▶ Exercise brief
Each entry should be duplicated exactly, with no line missing.

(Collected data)

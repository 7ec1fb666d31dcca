//! Pipeline orchestration error types.

/// Conditions that abort a whole pipeline run.
#[derive(Debug, Clone, PartialEq, Eq, Hash, PartialOrd, Ord, derive_more::Display)]
pub enum PipelineErrorKind {
    /// Pipeline input is missing required fields or malformed
    #[display("Invalid pipeline input: {}", _0)]
    InvalidInput(String),
    /// A station failed outside its own containment boundary
    #[display("Station {} aborted the run: {}", station, message)]
    StageAborted {
        /// Station number (1-7)
        station: u8,
        /// Failure description
        message: String,
    },
}

/// Pipeline error with location tracking.
#[derive(Debug, Clone, derive_more::Display, derive_more::Error)]
#[display("Pipeline Error: {} at line {} in {}", kind, line, file)]
pub struct PipelineError {
    /// The specific error condition
    pub kind: PipelineErrorKind,
    /// Line number where the error occurred
    pub line: u32,
    /// Source file where the error occurred
    pub file: &'static str,
}

impl PipelineError {
    /// Create a new PipelineError with automatic location tracking.
    #[track_caller]
    pub fn new(kind: PipelineErrorKind) -> Self {
        let location = std::panic::Location::caller();
        Self {
            kind,
            line: location.line(),
            file: location.file(),
        }
    }
}
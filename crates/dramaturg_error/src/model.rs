//! Generative backend error types.

/// Error conditions raised while talking to a text-generation backend.
#[derive(Debug, Clone, PartialEq, Eq, Hash, PartialOrd, Ord, derive_more::Display)]
pub enum ModelErrorKind {
    /// API key not found in environment
    #[display("GEMINI_API_KEY environment variable not set")]
    MissingApiKey,
    /// Failed to create a backend client
    #[display("Failed to create model client: {}", _0)]
    ClientCreation(String),
    /// API request failed
    #[display("Model request failed: {}", _0)]
    ApiRequest(String),
    /// HTTP error with status code and message
    #[display("HTTP {} error: {}", status_code, message)]
    HttpError {
        /// HTTP status code
        status_code: u16,
        /// Error message
        message: String,
    },
    /// The call did not complete within the configured timeout
    #[display("Request to {} timed out after {}s", model, seconds)]
    Timeout {
        /// Model identifier
        model: String,
        /// Timeout in seconds
        seconds: u64,
    },
    /// The backend answered with no text
    #[display("Model {} returned an empty response", _0)]
    EmptyResponse(String),
}

impl ModelErrorKind {
    /// Whether the condition is transient on the remote side.
    pub fn is_transient(&self) -> bool {
        match self {
            ModelErrorKind::HttpError { status_code, .. } => {
                matches!(*status_code, 408 | 429 | 500 | 502 | 503 | 504)
            }
            ModelErrorKind::Timeout { .. } | ModelErrorKind::EmptyResponse(_) => true,
            _ => false,
        }
    }
}

/// Backend error with source location tracking.
///
/// # Examples
///
/// ```
/// use dramaturg_error::{ModelError, ModelErrorKind};
///
/// let err = ModelError::new(ModelErrorKind::HttpError {
///     status_code: 503,
///     message: "overloaded".into(),
/// });
/// assert!(err.kind.is_transient());
/// ```
#[derive(Debug, Clone, derive_more::Display, derive_more::Error)]
#[display("Model Error: {} at line {} in {}", kind, line, file)]
pub struct ModelError {
    /// The specific error condition
    pub kind: ModelErrorKind,
    /// Line number where the error occurred
    pub line: u32,
    /// Source file where the error occurred
    pub file: &'static str,
}

impl ModelError {
    /// Create a new ModelError with automatic location tracking.
    #[track_caller]
    pub fn new(kind: ModelErrorKind) -> Self {
        let location = std::panic::Location::caller();
        Self {
            kind,
            line: location.line(),
            file: location.file(),
        }
    }
}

▶ Solution to this exercise
repository 7ec1fb666d31dcca
//! Pipeline orchestration error types.

/// Conditions that abort a whole pipeline run.
#[derive(Debug, Clone, PartialEq, Eq, Hash, PartialOrd, Ord, derive_more::Display)]
pub enum PipelineErrorKind {
    /// Pipeline input is missing required fields or malformed
    #[display("Invalid pipeline input: {}", _0)]
    InvalidInput(String),
    /// A station failed outside its own containment boundary
    #[display("Station {} aborted the run: {}", station, message)]
    StageAborted {
        /// Station number (1-7)
        station: u8,
        /// Failure description
        message: String,
    },
}

/// Pipeline error with location tracking.
#[derive(Debug, Clone, derive_more::Display, derive_more::Error)]
#[display("Pipeline Error: {} at line {} in {}", kind, line, file)]
pub struct PipelineError {
    /// The specific error condition
    pub kind: PipelineErrorKind,
    /// Line number where the error occurred
    pub line: u32,
    /// Source file where the error occurred
    pub file: &'static str,
}

impl PipelineError {
    /// Create a new PipelineError with automatic location tracking.
    #[track_caller]
    pub fn new(kind: PipelineErrorKind) -> Self {
        let location = std::panic::Location::caller();
        Self {
            kind,
            line: location.line(),
            file: location.file(),
        }
    }
}
filename crates/dramaturg_error/src/model.rs
//! Generative backend error types.

/// Error conditions raised while talking to a text-generation backend.
#[derive(Debug, Clone, PartialEq, Eq, Hash, PartialOrd, Ord, derive_more::Display)]
pub enum ModelErrorKind {
    /// API key not found in environment
    #[display("GEMINI_API_KEY environment variable not set")]
    MissingApiKey,
    /// Failed to create a backend client
    #[display("Failed to create model client: {}", _0)]
    ClientCreation(String),
    /// API request failed
    #[display("Model request failed: {}", _0)]
    ApiRequest(String),
    /// HTTP error with status code and message
    #[display("HTTP {} error: {}", status_code, message)]
    HttpError {
        /// HTTP status code
        status_code: u16,
        /// Error message
        message: String,
    },
    /// The call did not complete within the configured timeout
    #[display("Request to {} timed out after {}s", model, seconds)]
    Timeout {
        /// Model identifier
        model: String,
        /// Timeout in seconds
        seconds: u64,
    },
    /// The backend answered with no text
    #[display("Model {} returned an empty response", _0)]
    EmptyResponse(String),
}

impl ModelErrorKind {
    /// Whether the condition is transient on the remote side.
    pub fn is_transient(&self) -> bool {
        match self {
            ModelErrorKind::HttpError { status_code, .. } => {
                matches!(*status_code, 408 | 429 | 500 | 502 | 503 | 504)
            }
            ModelErrorKind::Timeout { .. } | ModelErrorKind::EmptyResponse(_) => true,
            _ => false,
        }
    }
}

/// Backend error with source location tracking.
///
/// # Examples
///
/// ```
/// use dramaturg_error::{ModelError, ModelErrorKind};
///
/// let err = ModelError::new(ModelErrorKind::HttpError {
///     status_code: 503,
///     message: "overloaded".into(),
/// });
/// assert!(err.kind.is_transient());
/// ```
#[derive(Debug, Clone, derive_more::Display, derive_more::Error)]
#[display("Model Error: {} at line {} in {}", kind, line, file)]
pub struct ModelError {
    /// The specific error condition
    pub kind: ModelErrorKind,
    /// Line number where the error occurred
    pub line: u32,
    /// Source file where the error occurred
    pub file: &'static str,
}

impl ModelError {
    /// Create a new ModelError with automatic location tracking.
    #[track_caller]
    pub fn new(kind: ModelErrorKind) -> Self {
        let location = std::panic::Location::caller();
        Self {
            kind,
            line: location.line(),
            file: location.file(),
        }
    }
}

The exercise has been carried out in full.